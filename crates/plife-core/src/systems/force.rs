//! Force Model
//!
//! Brute-force pairwise forces. Each influencer within its own effect radius
//! of the target contributes `coefficient / distance` along the bearing from
//! the influencer to the target.

use glam::Vec2;

use crate::components::matrix::InteractionMatrix;
use crate::components::particle::ParticleState;

/// Split `magnitude` at `angle_degrees` into `(x, y)`.
///
/// The x component is `magnitude * sin(90° - angle)`, not `cos(angle)`. The
/// two agree mathematically but not bit-for-bit, and trajectories are
/// reproduced with the sine form.
#[inline]
pub fn decompose(magnitude: f32, angle_degrees: f32) -> Vec2 {
    let y = magnitude * angle_degrees.to_radians().sin();
    let x = magnitude * (90.0 - angle_degrees).to_radians().sin();
    Vec2::new(x, y)
}

/// Force `source` exerts on `target`.
pub fn pairwise_components(
    matrix: &InteractionMatrix,
    source: &ParticleState,
    target: &ParticleState,
) -> Vec2 {
    let coefficient = matrix.lookup(source.kind, source.column_for(target.kind));
    let mut magnitude = coefficient / source.distance_to(target);

    // Coincident particles divide by zero
    if magnitude.is_nan() || magnitude.is_infinite() {
        tracing::trace!(
            source = source.id.0,
            target = target.id.0,
            "degenerate distance, using default pull {}",
            source.default_pull
        );
        magnitude = source.default_pull;
    }

    let delta = target.position - source.position;
    let bearing = delta.y.atan2(delta.x).to_degrees();

    decompose(magnitude, bearing)
}

/// Whether `source` reaches `target`. The cutoff is hard and uses the
/// source's radius.
#[inline]
pub fn within_reach(source: &ParticleState, target: &ParticleState) -> bool {
    source.distance_to(target) <= source.effect_radius
}

/// Net force on `target` from every other particle that reaches it.
///
/// Particles out of reach are skipped without evaluating their contribution.
pub fn aggregate(
    matrix: &InteractionMatrix,
    target: &ParticleState,
    population: &[ParticleState],
) -> Vec2 {
    let mut force = Vec2::ZERO;

    for source in population {
        if source.id == target.id || !within_reach(source, target) {
            continue;
        }
        force += pairwise_components(matrix, source, target);
    }

    force
}

#[cfg(test)]
mod tests {
    use super::*;
    use crate::components::particle::{CounterpartRow, ParticleId};

    fn particle(id: u32, kind: usize, x: f32, y: f32, effect_radius: f32) -> ParticleState {
        ParticleState {
            id: ParticleId(id),
            kind,
            row: CounterpartRow::identity(2).0,
            position: Vec2::new(x, y),
            heading: 0.0,
            velocity: Vec2::ZERO,
            effect_radius,
            default_pull: 0.7,
        }
    }

    fn matrix() -> InteractionMatrix {
        InteractionMatrix::from_rows(vec![vec![1.0, 5.0], vec![-3.0, 2.0]]).unwrap()
    }

    #[test]
    fn test_decompose_uses_sine_shape() {
        let v = decompose(2.0, 30.0);
        assert_eq!(v.y, 2.0 * 30.0_f32.to_radians().sin());
        assert_eq!(v.x, 2.0 * 60.0_f32.to_radians().sin());
        assert!((v.length() - 2.0).abs() < 1e-5);
    }

    #[test]
    fn test_pairwise_along_bearing() {
        let m = matrix();
        let source = particle(0, 0, 0.0, 0.0, 10.0);
        let target = particle(1, 1, 0.0, 2.0, 10.0);

        // 5.0 / 2.0 pushed along +y
        let force = pairwise_components(&m, &source, &target);
        assert!(force.x.abs() < 1e-5);
        assert!((force.y - 2.5).abs() < 1e-5);
    }

    #[test]
    fn test_pairwise_is_directional() {
        let m = matrix();
        let a = particle(0, 0, 0.0, 0.0, 10.0);
        let b = particle(1, 1, 1.0, 0.0, 10.0);

        // a on b uses lookup(0, 1) = 5, b on a uses lookup(1, 0) = -3
        let on_b = pairwise_components(&m, &a, &b);
        let on_a = pairwise_components(&m, &b, &a);
        assert!((on_b.x - 5.0).abs() < 1e-5);
        assert!((on_a.x - 3.0).abs() < 1e-5);
    }

    #[test]
    fn test_zero_distance_uses_default_pull() {
        let m = matrix();
        let source = particle(0, 0, 1.0, 1.0, 10.0);
        let target = particle(1, 1, 1.0, 1.0, 10.0);

        let force = pairwise_components(&m, &source, &target);
        assert!(force.x.is_finite() && force.y.is_finite());
        // atan2(0, 0) == 0, so the whole default pull lands on x
        assert!((force.x - 0.7).abs() < 1e-6);
        assert_eq!(force.y, 0.0);
    }

    #[test]
    fn test_zero_coefficient_at_zero_distance_uses_default_pull() {
        let m = InteractionMatrix::from_rows(vec![vec![0.0, 0.0], vec![0.0, 0.0]]).unwrap();
        let source = particle(0, 0, 0.0, 0.0, 10.0);
        let target = particle(1, 0, 0.0, 0.0, 10.0);

        let force = pairwise_components(&m, &source, &target);
        assert!((force.x - 0.7).abs() < 1e-6);
    }

    #[test]
    fn test_cutoff_is_hard() {
        let m = matrix();
        let target = particle(1, 1, 0.0, 0.0, 10.0);

        let just_outside = particle(0, 0, 1.0 + 1e-4, 0.0, 1.0);
        assert_eq!(aggregate(&m, &target, &[just_outside, target.clone()]), Vec2::ZERO);

        let on_edge = particle(0, 0, 1.0, 0.0, 1.0);
        assert_ne!(aggregate(&m, &target, &[on_edge, target.clone()]), Vec2::ZERO);
    }

    #[test]
    fn test_cutoff_uses_source_radius() {
        let m = matrix();
        // The target's own large radius does not matter
        let target = particle(1, 1, 0.0, 0.0, 100.0);
        let source = particle(0, 0, 3.0, 0.0, 2.0);
        assert!(!within_reach(&source, &target));
        assert!(within_reach(&target, &source));
        assert_eq!(aggregate(&m, &target, &[source]), Vec2::ZERO);
    }

    #[test]
    fn test_aggregate_skips_self() {
        let m = matrix();
        let alone = particle(0, 0, 0.0, 0.0, 10.0);
        assert_eq!(aggregate(&m, &alone, &[alone.clone()]), Vec2::ZERO);
    }

    #[test]
    fn test_aggregate_sums_contributions() {
        let m = matrix();
        let target = particle(2, 1, 0.0, 0.0, 10.0);
        let left = particle(0, 0, -1.0, 0.0, 10.0);
        let right = particle(1, 0, 1.0, 0.0, 10.0);

        // Equal and opposite pushes cancel on x
        let force = aggregate(&m, &target, &[left, right, target.clone()]);
        assert!(force.x.abs() < 1e-4);
        assert!(force.y.abs() < 1e-4);
    }
}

- [Exercise aim] The listing above is to be copied exactly, in full.

- [Your solution]
filename crates/plife-core/src/systems/force.rs
//! Force Model
//!
//! Brute-force pairwise forces. Each influencer within its own effect radius
//! of the target contributes `coefficient / distance` along the bearing from
//! the influencer to the target.

use glam::Vec2;

use crate::components::matrix::InteractionMatrix;
use crate::components::particle::ParticleState;

/// Split `magnitude` at `angle_degrees` into `(x, y)`.
///
/// The x component is `magnitude * sin(90° - angle)`, not `cos(angle)`. The
/// two agree mathematically but not bit-for-bit, and trajectories are
/// reproduced with the sine form.
#[inline]
pub fn decompose(magnitude: f32, angle_degrees: f32) -> Vec2 {
    let y = magnitude * angle_degrees.to_radians().sin();
    let x = magnitude * (90.0 - angle_degrees).to_radians().sin();
    Vec2::new(x, y)
}

/// Force `source` exerts on `target`.
pub fn pairwise_components(
    matrix: &InteractionMatrix,
    source: &ParticleState,
    target: &ParticleState,
) -> Vec2 {
    let coefficient = matrix.lookup(source.kind, source.column_for(target.kind));
    let mut magnitude = coefficient / source.distance_to(target);

    // Coincident particles divide by zero
    if magnitude.is_nan() || magnitude.is_infinite() {
        tracing::trace!(
            source = source.id.0,
            target = target.id.0,
            "degenerate distance, using default pull {}",
            source.default_pull
        );
        magnitude = source.default_pull;
    }

    let delta = target.position - source.position;
    let bearing = delta.y.atan2(delta.x).to_degrees();

    decompose(magnitude, bearing)
}

/// Whether `source` reaches `target`. The cutoff is hard and uses the
/// source's radius.
#[inline]
pub fn within_reach(source: &ParticleState, target: &ParticleState) -> bool {
    source.distance_to(target) <= source.effect_radius
}

/// Net force on `target` from every other particle that reaches it.
///
/// Particles out of reach are skipped without evaluating their contribution.
pub fn aggregate(
    matrix: &InteractionMatrix,
    target: &ParticleState,
    population: &[ParticleState],
) -> Vec2 {
    let mut force = Vec2::ZERO;

    for source in population {
        if source.id == target.id || !within_reach(source, target) {
            continue;
        }
        force += pairwise_components(matrix, source, target);
    }

    force
}

#[cfg(test)]
mod tests {
    use super::*;
    use crate::components::particle::{CounterpartRow, ParticleId};

    fn particle(id: u32, kind: usize, x: f32, y: f32, effect_radius: f32) -> ParticleState {
        ParticleState {
            id: ParticleId(id),
            kind,
            row: CounterpartRow::identity(2).0,
            position: Vec2::new(x, y),
            heading: 0.0,
            velocity: Vec2::ZERO,
            effect_radius,
            default_pull: 0.7,
        }
    }

    fn matrix() -> InteractionMatrix {
        InteractionMatrix::from_rows(vec![vec![1.0, 5.0], vec![-3.0, 2.0]]).unwrap()
    }

    #[test]
    fn test_decompose_uses_sine_shape() {
        let v = decompose(2.0, 30.0);
        assert_eq!(v.y, 2.0 * 30.0_f32.to_radians().sin());
        assert_eq!(v.x, 2.0 * 60.0_f32.to_radians().sin());
        assert!((v.length() - 2.0).abs() < 1e-5);
    }

    #[test]
    fn test_pairwise_along_bearing() {
        let m = matrix();
        let source = particle(0, 0, 0.0, 0.0, 10.0);
        let target = particle(1, 1, 0.0, 2.0, 10.0);

        // 5.0 / 2.0 pushed along +y
        let force = pairwise_components(&m, &source, &target);
        assert!(force.x.abs() < 1e-5);
        assert!((force.y - 2.5).abs() < 1e-5);
    }

    #[test]
    fn test_pairwise_is_directional() {
        let m = matrix();
        let a = particle(0, 0, 0.0, 0.0, 10.0);
        let b = particle(1, 1, 1.0, 0.0, 10.0);

        // a on b uses lookup(0, 1) = 5, b on a uses lookup(1, 0) = -3
        let on_b = pairwise_components(&m, &a, &b);
        let on_a = pairwise_components(&m, &b, &a);
        assert!((on_b.x - 5.0).abs() < 1e-5);
        assert!((on_a.x - 3.0).abs() < 1e-5);
    }

    #[test]
    fn test_zero_distance_uses_default_pull() {
        let m = matrix();
        let source = particle(0, 0, 1.0, 1.0, 10.0);
        let target = particle(1, 1, 1.0, 1.0, 10.0);

        let force = pairwise_components(&m, &source, &target);
        assert!(force.x.is_finite() && force.y.is_finite());
        // atan2(0, 0) == 0, so the whole default pull lands on x
        assert!((force.x - 0.7).abs() < 1e-6);
        assert_eq!(force.y, 0.0);
    }

    #[test]
    fn test_zero_coefficient_at_zero_distance_uses_default_pull() {
        let m = InteractionMatrix::from_rows(vec![vec![0.0, 0.0], vec![0.0, 0.0]]).unwrap();
        let source = particle(0, 0, 0.0, 0.0, 10.0);
        let target = particle(1, 0, 0.0, 0.0, 10.0);

        let force = pairwise_components(&m, &source, &target);
        assert!((force.x - 0.7).abs() < 1e-6);
    }

    #[test]
    fn test_cutoff_is_hard() {
        let m = matrix();
        let target = particle(1, 1, 0.0, 0.0, 10.0);

        let just_outside = particle(0, 0, 1.0 + 1e-4, 0.0, 1.0);
        assert_eq!(aggregate(&m, &target, &[just_outside, target.clone()]), Vec2::ZERO);

        let on_edge = particle(0, 0, 1.0, 0.0, 1.0);
        assert_ne!(aggregate(&m, &target, &[on_edge, target.clone()]), Vec2::ZERO);
    }

    #[test]
    fn test_cutoff_uses_source_radius() {
        let m = matrix();
        // The target's own large radius does not matter
        let target = particle(1, 1, 0.0, 0.0, 100.0);
        let source = particle(0, 0, 3.0, 0.0, 2.0);
        assert!(!within_reach(&source, &target));
        assert!(within_reach(&target, &source));
        assert_eq!(aggregate(&m, &target, &[source]), Vec2::ZERO);
    }

    #[test]
    fn test_aggregate_skips_self() {
        let m = matrix();
        let alone = particle(0, 0, 0.0, 0.0, 10.0);
        assert_eq!(aggregate(&m, &alone, &[alone.clone()]), Vec2::ZERO);
    }

    #[test]
    fn test_aggregate_sums_contributions() {
        let m = matrix();
        let target = particle(2, 1, 0.0, 0.0, 10.0);
        let left = particle(0, 0, -1.0, 0.0, 10.0);
        let right = particle(1, 0, 1.0, 0.0, 10.0);

        // Equal and opposite pushes cancel on x
        let force = aggregate(&m, &target, &[left, right, target.clone()]);
        assert!(force.x.abs() < 1e-4);
        assert!(force.y.abs() < 1e-4);
    }
}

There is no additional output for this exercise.